The CtIP-CtBP1/2-HDAC1-AP1 transcriptional complex is required for the transrepression of DNA damage modulators in the pathogenesis of osteosarcoma

Abstract

Most tumors, including osteosarcomas, have deficiencies in DNA damage repair. However, the regulatory mechanisms underlying dysregulation of DNA damage repair genes are still being investigated. In this study, we reveal that C-terminal binding protein (CtBP) interacting protein (CtIP) couples with three transcriptional regulators, CtBP1/2 heterodimer, histone deacetylase 1 (HDAC1), and two subunits of the activating protein 1 (AP1) transcription factor to assemble a transcriptional complex.
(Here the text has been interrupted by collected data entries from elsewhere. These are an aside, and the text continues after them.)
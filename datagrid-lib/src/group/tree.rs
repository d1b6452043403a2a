//! Recursive group tree.

use std::collections::BTreeMap;
use std::collections::HashMap;

use serde::Deserialize;
use serde::Serialize;

use super::aggregate::Aggregation;
use super::aggregate::aggregate_rows;
use crate::model::RowEntry;
use crate::model::Value;
use crate::query::Direction;
use crate::query::compare_directed;

/// Separator between ancestor keys in a group path.
const PATH_SEPARATOR: char = '/';

/// One level of the grouping hierarchy.
#[derive(Debug, Clone, PartialEq, Serialize, Deserialize)]
#[serde(rename_all = "camelCase")]
pub struct GroupConfig {
    /// Column whose value partitions the rows.
    pub key: String,
    /// Orders this level's groups by their value; `None` keeps first-seen order.
    #[serde(default)]
    pub direction: Option<Direction>,
    #[serde(default)]
    pub aggregations: Vec<Aggregation>,
}

impl GroupConfig {
    pub fn new(key: impl Into<String>) -> Self {
        Self {
            key: key.into(),
            direction: None,
            aggregations: Vec::new(),
        }
    }

    pub fn direction(mut self, direction: Direction) -> Self {
        self.direction = Some(direction);
        self
    }

    pub fn aggregate(mut self, aggregation: Aggregation) -> Self {
        self.aggregations.push(aggregation);
        self
    }
}

/// Either the rows of a deepest-level group or the next level's groups.
#[derive(Debug, Clone, PartialEq)]
pub enum GroupContent {
    Rows(Vec<RowEntry>),
    SubGroups(Vec<GroupNode>),
}

/// A single group in the tree.
#[derive(Debug, Clone, PartialEq)]
pub struct GroupNode {
    /// Level-qualified key, e.g. `"0-A"`.
    pub key: String,
    /// Ancestor keys joined with `/`, e.g. `"0-A/1-North"`. Expansion state is
    /// tracked by this path, so equal leaf values under different parents are
    /// independent.
    pub path: String,
    /// Nesting level, 0 for the outermost.
    pub depth: usize,
    /// The column value shared by every row of the group.
    pub value: Value,
    /// Aggregates keyed by `"<columnKey>_<type>"`.
    pub aggregations: BTreeMap<String, f64>,
    /// Rows in this group including all descendants.
    pub row_count: usize,
    pub content: GroupContent,
}

impl GroupNode {
    /// Looks up an aggregate result.
    pub fn aggregate(&self, result_key: &str) -> Option<f64> {
        self.aggregations.get(result_key).copied()
    }

    /// Direct sub-groups, empty at the deepest level.
    pub fn sub_groups(&self) -> &[GroupNode] {
        match &self.content {
            GroupContent::SubGroups(groups) => groups,
            GroupContent::Rows(_) => &[],
        }
    }

    /// Leaf rows of this group in traversal order.
    pub fn leaf_rows(&self) -> Vec<&RowEntry> {
        let mut out = Vec::with_capacity(self.row_count);
        self.collect_leaves(&mut out);
        out
    }

    fn collect_leaves<'a>(&'a self, out: &mut Vec<&'a RowEntry>) {
        match &self.content {
            GroupContent::Rows(rows) => out.extend(rows.iter()),
            GroupContent::SubGroups(groups) => {
                for group in groups {
                    group.collect_leaves(out);
                }
            }
        }
    }
}

/// Groups `rows` by `config`, outermost level first.
///
/// Partitioning is stable: rows keep their relative input order inside each
/// group, and groups appear in first-seen order unless the level sets a
/// direction. An empty `config` yields no groups.
pub fn build_groups(rows: &[RowEntry], config: &[GroupConfig]) -> Vec<GroupNode> {
    if config.is_empty() {
        return Vec::new();
    }
    build_level(rows.to_vec(), config, 0, "")
}

fn build_level(
    rows: Vec<RowEntry>,
    config: &[GroupConfig],
    depth: usize,
    parent_path: &str,
) -> Vec<GroupNode> {
    let level = &config[depth];

    let mut partitions: Vec<(String, Value, Vec<RowEntry>)> = Vec::new();
    let mut index: HashMap<String, usize> = HashMap::new();
    for entry in rows {
        let value = entry.row.value(&level.key).clone();
        let label = value.as_text().into_owned();
        match index.get(&label) {
            Some(&i) => partitions[i].2.push(entry),
            None => {
                index.insert(label.clone(), partitions.len());
                partitions.push((label, value, vec![entry]));
            }
        }
    }

    if let Some(direction) = level.direction {
        partitions.sort_by(|a, b| compare_directed(&a.1, &b.1, direction));
    }

    partitions
        .into_iter()
        .map(|(label, value, rows)| {
            let key = format!("{depth}-{label}");
            let path = if parent_path.is_empty() {
                key.clone()
            } else {
                format!("{parent_path}{PATH_SEPARATOR}{key}")
            };
            let aggregations = aggregate_rows(&rows, &level.aggregations);
            let row_count = rows.len();
            let content = if depth + 1 < config.len() {
                GroupContent::SubGroups(build_level(rows, config, depth + 1, &path))
            } else {
                GroupContent::Rows(rows)
            };
            GroupNode {
                key,
                path,
                depth,
                value,
                aggregations,
                row_count,
                content,
            }
        })
        .collect()
}

/// Concatenates the leaf rows of every group in traversal order.
pub fn flatten_leaves(groups: &[GroupNode]) -> Vec<RowEntry> {
    groups
        .iter()
        .flat_map(|g| g.leaf_rows().into_iter().cloned())
        .collect()
}

/// A display line of a grouped grid.
#[derive(Debug, Clone, PartialEq)]
pub enum GroupLine<'a> {
    /// A group header.
    Header {
        group: &'a GroupNode,
        expanded: bool,
    },
    /// A data row nested `depth` levels deep.
    Row { entry: &'a RowEntry, depth: usize },
}

/// Flattens the tree into display lines, skipping the contents of collapsed
/// groups.
pub fn visible_lines<'a>(
    groups: &'a [GroupNode],
    is_collapsed: &dyn Fn(&str) -> bool,
) -> Vec<GroupLine<'a>> {
    let mut lines = Vec::new();
    push_lines(groups, is_collapsed, &mut lines);
    lines
}

fn push_lines<'a>(
    groups: &'a [GroupNode],
    is_collapsed: &dyn Fn(&str) -> bool,
    lines: &mut Vec<GroupLine<'a>>,
) {
    for group in groups {
        let expanded = !is_collapsed(&group.path);
        lines.push(GroupLine::Header { group, expanded });
        if !expanded {
            continue;
        }
        match &group.content {
            GroupContent::Rows(rows) => lines.extend(rows.iter().map(|entry| GroupLine::Row {
                entry,
                depth: group.depth + 1,
            })),
            GroupContent::SubGroups(sub) => push_lines(sub, is_collapsed, lines),
        }
    }
}

#[cfg(test)]
mod tests {
    use super::*;
    use crate::group::AggregateType;
    use crate::model::Row;

    fn sample() -> Vec<RowEntry> {
        [
            (1, "A", "x", 10),
            (2, "B", "y", 20),
            (3, "A", "y", 30),
            (4, "A", "x", 5),
            (5, "B", "x", 15),
        ]
        .into_iter()
        .map(|(id, dept, region, amt)| {
            RowEntry::new(
                id,
                Row::new()
                    .set("id", id)
                    .set("dept", dept)
                    .set("region", region)
                    .set("amt", amt),
            )
        })
        .collect()
    }

    fn ids(rows: &[&RowEntry]) -> Vec<String> {
        rows.iter().map(|e| e.id.to_string()).collect()
    }

    #[test]
    fn test_single_level_preserves_order() {
        let rows = sample();
        let groups = build_groups(
            &rows,
            &[GroupConfig::new("dept").aggregate(Aggregation::new("amt", AggregateType::Sum))],
        );
        assert_eq!(groups.len(), 2);
        assert_eq!(groups[0].value, Value::from("A"));
        assert_eq!(ids(&groups[0].leaf_rows()), ["1", "3", "4"]);
        assert_eq!(groups[0].aggregate("amt_sum"), Some(45.0));
        assert_eq!(ids(&groups[1].leaf_rows()), ["2", "5"]);
        assert_eq!(groups[1].aggregate("amt_sum"), Some(35.0));
    }

    #[test]
    fn test_nested_paths_are_independent() {
        let rows = sample();
        let groups = build_groups(&rows, &[GroupConfig::new("dept"), GroupConfig::new("region")]);
        let a = &groups[0];
        let b = &groups[1];
        assert_eq!(a.sub_groups()[0].path, "0-A/1-x");
        assert_eq!(b.sub_groups()[0].path, "0-B/1-y");
        assert_eq!(b.sub_groups()[1].path, "0-B/1-x");
        assert_eq!(a.sub_groups()[0].key, b.sub_groups()[1].key);
        assert_eq!(a.row_count, 3);
    }

    #[test]
    fn test_level_direction_sorts_groups() {
        let rows = sample();
        let groups = build_groups(&rows, &[GroupConfig::new("dept").direction(Direction::Desc)]);
        let values: Vec<_> = groups.iter().map(|g| g.value.to_string()).collect();
        assert_eq!(values, ["B", "A"]);
    }

    #[test]
    fn test_flatten_round_trip() {
        let rows = sample();
        let groups = build_groups(&rows, &[GroupConfig::new("region"), GroupConfig::new("dept")]);
        let flat = flatten_leaves(&groups);
        assert_eq!(flat.len(), rows.len());
        let mut flat_ids: Vec<_> = flat.iter().map(|e| e.id.clone()).collect();
        flat_ids.sort();
        let mut input_ids: Vec<_> = rows.iter().map(|e| e.id.clone()).collect();
        input_ids.sort();
        assert_eq!(flat_ids, input_ids);
    }

    #[test]
    fn test_visible_lines_respect_collapse() {
        let rows = sample();
        let groups = build_groups(&rows, &[GroupConfig::new("dept")]);
        let all = visible_lines(&groups, &|_| false);
        assert_eq!(all.len(), 7);
        let collapsed = visible_lines(&groups, &|path| path == "0-A");
        assert_eq!(collapsed.len(), 4);
        assert!(matches!(collapsed[0], GroupLine::Header { expanded: false, .. }));
    }

    #[test]
    fn test_empty_config() {
        assert!(build_groups(&sample(), &[]).is_empty());
    }
}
This complex specifically controls the expression of four genes involved in DNA damage and repair processes: MutL homolog 1 (MLH1), MutS Homolog 3 (MSH3), breast cancer type 1 (BRCA1), and cyclin dependent kinase inhibitor 1A (CDKN1A). Chromatin immunoprecipitation (ChIP) assay results revealed that the CtIP-CtBP1/2-HDAC1-AP1 complex regulated these four genes by binding to their promoters through the TGAT/CTCA consensus sequence. The depletion of CtIP, CtBP1/2, and HDAC1 increased the expression levels of MLH1, MSH3, BRCA1, and CDKN1A and inhibited in vitro and in vivo osteosarcoma cell growth. Overexpression of MLH1, MSH3, BRCA1, or CDKN1A in osteosarcoma cells can reduce cell viability, colony formation, cell migration, and tumor growth. Our findings suggest that the CtIP-CtBP1/2-HDAC1-AP1 complex is required for mediation of DNA damage processes for the pathogenesis of osteosarcoma.